Doubtless one reason is that EA doesn't want to hand a piece of Origin over to AOL and News Corp. But it's also clear that what EA is trying to do is establish its tracking stock as an Internet company, supporting Internet valuations instead of the more rational P/E ratios common for software and entertainment companies. The hope, presumably, is that people will pile into "EA Class B" because it's a hot, hip new company with the prospect of dominating Internet gaming, which will undoubtedly be a big part of the Internet revenue pie when the pie-in-the-sky that is profits on the Internet someday arrives.

Another reason to keep Origin out of the deal is that profits might actually queer the pitch; if you have profits, the Wall Street Journal prints the P/E ratio next to your ticker, and people can look at it and say that your valuation is way out of line. If you lose money, who knows, you're growing fast, you could be the next Microsoft. They print an "N/A", because you can't divide by zero. In the topsy-turvy world of Internet finance, EA.com might actually be more valuable without Origin's positive income.

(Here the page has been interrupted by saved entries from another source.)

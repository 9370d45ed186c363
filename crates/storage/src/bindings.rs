//! Vector home bindings, one per reading type.
//!
//! A new reading type needs one binding here and one registration in
//! [`HomeFactory::with_default_bindings`](crate::HomeFactory::with_default_bindings).

use crate::factory::FactoryHandle;
use crate::home::EntityHome;
use crate::identifier::{EntityIdentifier, BLUETOOTH_READING, GSM_READING, WIFI_READING};
use crate::vector::VectorHome;
use model::{BluetoothReading, GsmReading, WifiReading};
use std::sync::Arc;

/// GSM readings as measurement vector members
#[derive(Debug, Clone)]
pub struct GsmReadingVectorHome {
    factory: FactoryHandle,
}

impl GsmReadingVectorHome {
    pub fn new(factory: FactoryHandle) -> Self {
        Self { factory }
    }
}

impl VectorHome<GsmReading> for GsmReadingVectorHome {
    fn contained_object_identifier(&self) -> EntityIdentifier {
        GSM_READING
    }

    fn object_home(&self) -> Option<Arc<EntityHome<GsmReading>>> {
        self.factory.upgrade()?.gsm_reading_home().ok()
    }
}

/// WiFi readings as measurement vector members
#[derive(Debug, Clone)]
pub struct WifiReadingVectorHome {
    factory: FactoryHandle,
}

impl WifiReadingVectorHome {
    pub fn new(factory: FactoryHandle) -> Self {
        Self { factory }
    }
}

impl VectorHome<WifiReading> for WifiReadingVectorHome {
    fn contained_object_identifier(&self) -> EntityIdentifier {
        WIFI_READING
    }

    fn object_home(&self) -> Option<Arc<EntityHome<WifiReading>>> {
        self.factory.upgrade()?.wifi_reading_home().ok()
    }
}

/// Bluetooth readings as measurement vector members
#[derive(Debug, Clone)]
pub struct BluetoothReadingVectorHome {
    factory: FactoryHandle,
}

impl BluetoothReadingVectorHome {
    pub fn new(factory: FactoryHandle) -> Self {
        Self { factory }
    }
}

impl VectorHome<BluetoothReading> for BluetoothReadingVectorHome {
    fn contained_object_identifier(&self) -> EntityIdentifier {
        BLUETOOTH_READING
    }

    fn object_home(&self) -> Option<Arc<EntityHome<BluetoothReading>>> {
        self.factory.upgrade()?.bluetooth_reading_home().ok()
    }
}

If you're a cynic, EA's move looks like a cynical attempt to capitalize on Internet mania. And worse, if the recent past is any guide, it won't work.

This is basically what iEntertainment tried to do. iEntertainment, up until it changed its name earlier this year, was called i-Magic. It was a second-rank computer game publisher, run by "Wild Bill" Stealey, a big name in flight sims and one of the original founders of Microprose. Under Wild Bill, i-Magic made an extremely gutsy business move: It decided to transform itself into an online-only game operation, selling off its CD-ROM titles and development teams to UbiSoft, a major French games publisher, and buying MPG-Net, another old online games operation.

iEntertainment was trusting that, as an Internet company, it would achieve Internet valuations--giving it access to capital that would let it bootstrap itself into a major online games player.

It flopped. For whatever reason, the market was not willing to equate "online games" with Internet. iEntertainment's stock price dropped from 9 1/2 to 1/2--and trading was ultimately suspended by NASDAQ because the firm no longer retained the minimum asset value NASDAQ requires. "Will Bill" bailed.

Why is that relevant? Because EA.com looks suspiciously like iEntertainment: an unprofitable online-only game company shorn of profitable, conventional computer game assets.

So you can take your pick; either EA.com will be the first huge online games success, dominating an industry on the verge of a major boom--or it's doomed to crater by the ineluctable logic of history. Personally, this far into a bull market, I like less risky investment plays.